→ Directions for this task:
Can you return the records below exactly as they stand, but only from the first line through the one with "barcode read failed."?
++++ Task material ++++
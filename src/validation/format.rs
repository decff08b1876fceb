use crate::models::{FieldType, RecognitionResult};
use lazy_static::lazy_static;
use regex::Regex;

pub const MIN_ID_DIGITS: usize = 5;
pub const MAX_ID_DIGITS: usize = 8;
/// Fewer scanned digits than this means the barcode read failed.
pub const MIN_BARCODE_DIGITS: usize = 5;

lazy_static! {
    static ref WHITESPACE: Regex = Regex::new(r"\s+").unwrap();
    static ref FULL_NAME: Regex = Regex::new(r"^[A-Z][a-z]+ [A-Z][a-z]+$").unwrap();
    static ref CLASS_OF: Regex = Regex::new(r"(?i)class\s+of\s+([0-9]{4})").unwrap();
    static ref FOUR_DIGITS: Regex = Regex::new(r"\b([0-9]{4})\b").unwrap();
}

/// Normalizes raw OCR text and decides whether it is usable.
pub struct FormatValidator;

impl FormatValidator {
    /// Normalize `raw` for `field`, substituting the default when it fails validation.
    pub fn validate(field: FieldType, raw: &str) -> RecognitionResult {
        let normalized = match field {
            FieldType::Photo => None,
            FieldType::Name => Self::normalize_name(raw),
            FieldType::Id => Self::normalize_id(raw),
            FieldType::Year => Self::normalize_year(raw),
            FieldType::Barcode => Self::normalize_barcode(raw),
        };
        match normalized {
            Some(text) => RecognitionResult::accepted(text),
            None => RecognitionResult::defaulted(field),
        }
    }

    /// Collapse whitespace and title-case each word; requires "First Last".
    pub fn normalize_name(raw: &str) -> Option<String> {
        let collapsed = WHITESPACE.replace_all(raw.trim(), " ");
        let titled = collapsed
            .split(' ')
            .map(title_case)
            .collect::<Vec<_>>()
            .join(" ");
        FULL_NAME.is_match(&titled).then_some(titled)
    }

    pub fn normalize_id(raw: &str) -> Option<String> {
        let digits = digits_only(raw);
        (MIN_ID_DIGITS..=MAX_ID_DIGITS)
            .contains(&digits.len())
            .then_some(digits)
    }

    /// "Class of YYYY", or any standalone four-digit run wrapped the same way.
    pub fn normalize_year(raw: &str) -> Option<String> {
        CLASS_OF
            .captures(raw)
            .or_else(|| FOUR_DIGITS.captures(raw))
            .map(|caps| format!("Class of {}", &caps[1]))
    }

    pub fn normalize_barcode(raw: &str) -> Option<String> {
        let digits = digits_only(raw);
        (digits.len() >= MIN_BARCODE_DIGITS).then_some(digits)
    }
}

fn digits_only(raw: &str) -> String {
    raw.chars().filter(|c| c.is_ascii_digit()).collect()
}

fn title_case(word: &str) -> String {
    let mut chars = word.chars();
    match chars.next() {
        Some(first) => first.to_uppercase().chain(chars.flat_map(|c| c.to_lowercase())).collect(),
        None => String::new(),
    }
}

#[cfg(test)]
mod tests {
    use super::*;
    use crate::models::{Confidence, DEFAULT_CARD_ID, DEFAULT_NAME, DEFAULT_YEAR};

    #[test]
    fn test_name_normalization() {
        assert_eq!(FormatValidator::normalize_name("  jOHN   smith \n"), Some("John Smith".to_string()));
        assert_eq!(FormatValidator::normalize_name("ALEX\tMORGAN"), Some("Alex Morgan".to_string()));
    }

    #[test]
    fn test_name_rejections() {
        assert_eq!(FormatValidator::normalize_name("Madonna"), None);
        assert_eq!(FormatValidator::normalize_name("Mary Ann Jones"), None);
        assert_eq!(FormatValidator::normalize_name("O'brien Smith"), None);
        assert_eq!(FormatValidator::normalize_name(""), None);

        let result = FormatValidator::validate(FieldType::Name, "x");
        assert_eq!(result.text, DEFAULT_NAME);
        assert_eq!(result.confidence, Confidence::Low);
    }

    #[test]
    fn test_id_length_boundaries() {
        assert_eq!(FormatValidator::normalize_id("1234"), None);
        assert_eq!(FormatValidator::normalize_id("12345"), Some("12345".to_string()));
        assert_eq!(FormatValidator::normalize_id("12345678"), Some("12345678".to_string()));
        assert_eq!(FormatValidator::normalize_id("123456789"), None);

        let rejected = FormatValidator::validate(FieldType::Id, "1234");
        assert_eq!(rejected.text, DEFAULT_CARD_ID);
        assert!(rejected.is_defaulted());
    }

    #[test]
    fn test_id_strips_noise() {
        assert_eq!(FormatValidator::normalize_id("ID: 40 21-77\n"), Some("402177".to_string()));
    }

    #[test]
    fn test_year_extraction() {
        let year = FormatValidator::validate(FieldType::Year, "CLASS OF 2025");
        assert_eq!(year.text, "Class of 2025");
        assert_eq!(year.confidence, Confidence::High);

        assert_eq!(FormatValidator::validate(FieldType::Year, "2025 graduating").text, "Class of 2025");
        assert_eq!(FormatValidator::validate(FieldType::Year, "class  of\n2027").text, "Class of 2027");

        let missing = FormatValidator::validate(FieldType::Year, "no year here");
        assert_eq!(missing.text, DEFAULT_YEAR);
        assert_eq!(missing.confidence, Confidence::Low);
    }

    #[test]
    fn test_year_prefers_class_of() {
        assert_eq!(
            FormatValidator::normalize_year("1999 Class of 2026"),
            Some("Class of 2026".to_string())
        );
        assert_eq!(FormatValidator::normalize_year("20251"), None);
    }

    #[test]
    fn test_year_rejects_non_ascii_digits() {
        let year = FormatValidator::validate(FieldType::Year, "Class of \u{662}\u{660}\u{662}\u{665}");
        assert_eq!(year.text, DEFAULT_YEAR);
        assert_eq!(year.confidence, Confidence::Low);
        assert_eq!(FormatValidator::normalize_year("\u{662}\u{660}\u{662}\u{665}"), None);
    }

    #[test]
    fn test_barcode_digits() {
        assert_eq!(FormatValidator::normalize_barcode("12 34 5"), Some("12345".to_string()));
        assert_eq!(FormatValidator::normalize_barcode("1234"), None);
    }
}
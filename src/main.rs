// Student ID card scanner
// Extracts card fields from a photo and prints a report or the pass payload

use cardscan::{
    models::{CardLayout, CardRecord, Confidence, ScanConfig},
    processing::image::save_png,
    utils::CardError,
    CardScanner,
};
use clap::Parser;
use log::{error, info};
use std::path::PathBuf;
use std::process::ExitCode;

#[derive(Parser, Debug)]
#[command(name = "cardscan", version, about = "Extract student ID card fields for a wallet pass")]
struct Args {
    /// Photo of the card
    image: PathBuf,

    /// JSON scan configuration
    #[arg(long)]
    config: Option<PathBuf>,

    /// JSON region layout, overrides the one in --config
    #[arg(long)]
    layout: Option<PathBuf>,

    /// Deadline for each OCR call in milliseconds
    #[arg(long)]
    timeout_ms: Option<u64>,

    /// Use the lower threshold for dark name text
    #[arg(long)]
    dark_text: bool,

    /// Skip locating the card inside the photo
    #[arg(long)]
    no_locate: bool,

    /// Tesseract data directory
    #[arg(long)]
    tessdata: Option<String>,

    /// OCR language
    #[arg(long)]
    lang: Option<String>,

    /// Write the enhanced photo as PNG
    #[arg(long)]
    photo_out: Option<PathBuf>,

    /// Write the barcode rendering as PNG
    #[arg(long)]
    barcode_out: Option<PathBuf>,

    /// Print the pass payload as JSON instead of a report
    #[arg(long)]
    json: bool,
}

fn build_config(args: &Args) -> Result<ScanConfig, CardError> {
    let mut config = match &args.config {
        Some(path) => ScanConfig::from_json_file(path)?,
        None => ScanConfig::default(),
    };
    if let Some(path) = &args.layout {
        config.layout = CardLayout::from_json_file(path)?;
    }
    if let Some(timeout_ms) = args.timeout_ms {
        config.ocr_timeout_ms = timeout_ms;
    }
    if args.dark_text {
        config.dark_text = true;
    }
    if args.no_locate {
        config.locate_card = false;
    }
    if let Some(tessdata) = &args.tessdata {
        config.tessdata_path = Some(tessdata.clone());
    }
    if let Some(lang) = &args.lang {
        config.language = lang.clone();
    }
    config.validate()?;
    Ok(config)
}

fn marker(confidence: Confidence) -> &'static str {
    match confidence {
        Confidence::High => "",
        Confidence::Low => "  [LOW CONFIDENCE - please check]",
    }
}

fn print_report(record: &CardRecord) {
    println!("\n===============================================");
    println!("          STUDENT ID CARD SCAN REPORT");
    println!("===============================================\n");

    println!("  Name:    {}{}", record.name, marker(record.confidence.name));
    println!("  ID:      {}{}", record.card_id, marker(record.confidence.card_id));
    println!("  Year:    {}{}", record.year, marker(record.confidence.year));
    println!("  Barcode: {} (from {:?})", record.barcode, record.barcode_source);
    println!(
        "  Photo:   {}x{} px",
        record.photo.width(),
        record.photo.height()
    );

    if record.has_low_confidence() {
        println!("\nSome fields fell back to defaults. Review them before issuing a pass.");
    }
}

fn run(args: &Args) -> Result<(), CardError> {
    let config = build_config(args)?;
    let scanner = CardScanner::with_tesseract(config);

    info!("Scanning card image at: {:?}", args.image);
    let record = scanner.scan_file_blocking(&args.image)?;

    if let Some(path) = &args.photo_out {
        save_png(&record.photo, path)?;
        info!("Photo written to {:?}", path);
    }
    if let Some(path) = &args.barcode_out {
        save_png(&record.barcode_image, path)?;
        info!("Barcode written to {:?}", path);
    }

    if args.json {
        println!("{}", record.to_json()?);
    } else {
        print_report(&record);
    }
    Ok(())
}

fn main() -> ExitCode {
    env_logger::init();
    let args = Args::parse();

    match run(&args) {
        Ok(()) => ExitCode::SUCCESS,
        Err(err) => {
            error!("{}", err);
            eprintln!("Error scanning card: {}", err);
            ExitCode::FAILURE
        }
    }
}
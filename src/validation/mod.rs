pub mod format;

pub use format::FormatValidator;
++++
→ Completed exercise:
filename src/validation/format.rs
repository decff08b1876fceb
use crate::models::{FieldType, RecognitionResult};
use lazy_static::lazy_static;
use regex::Regex;

pub const MIN_ID_DIGITS: usize = 5;
pub const MAX_ID_DIGITS: usize = 8;
/// Fewer scanned digits than this means the barcode read failed.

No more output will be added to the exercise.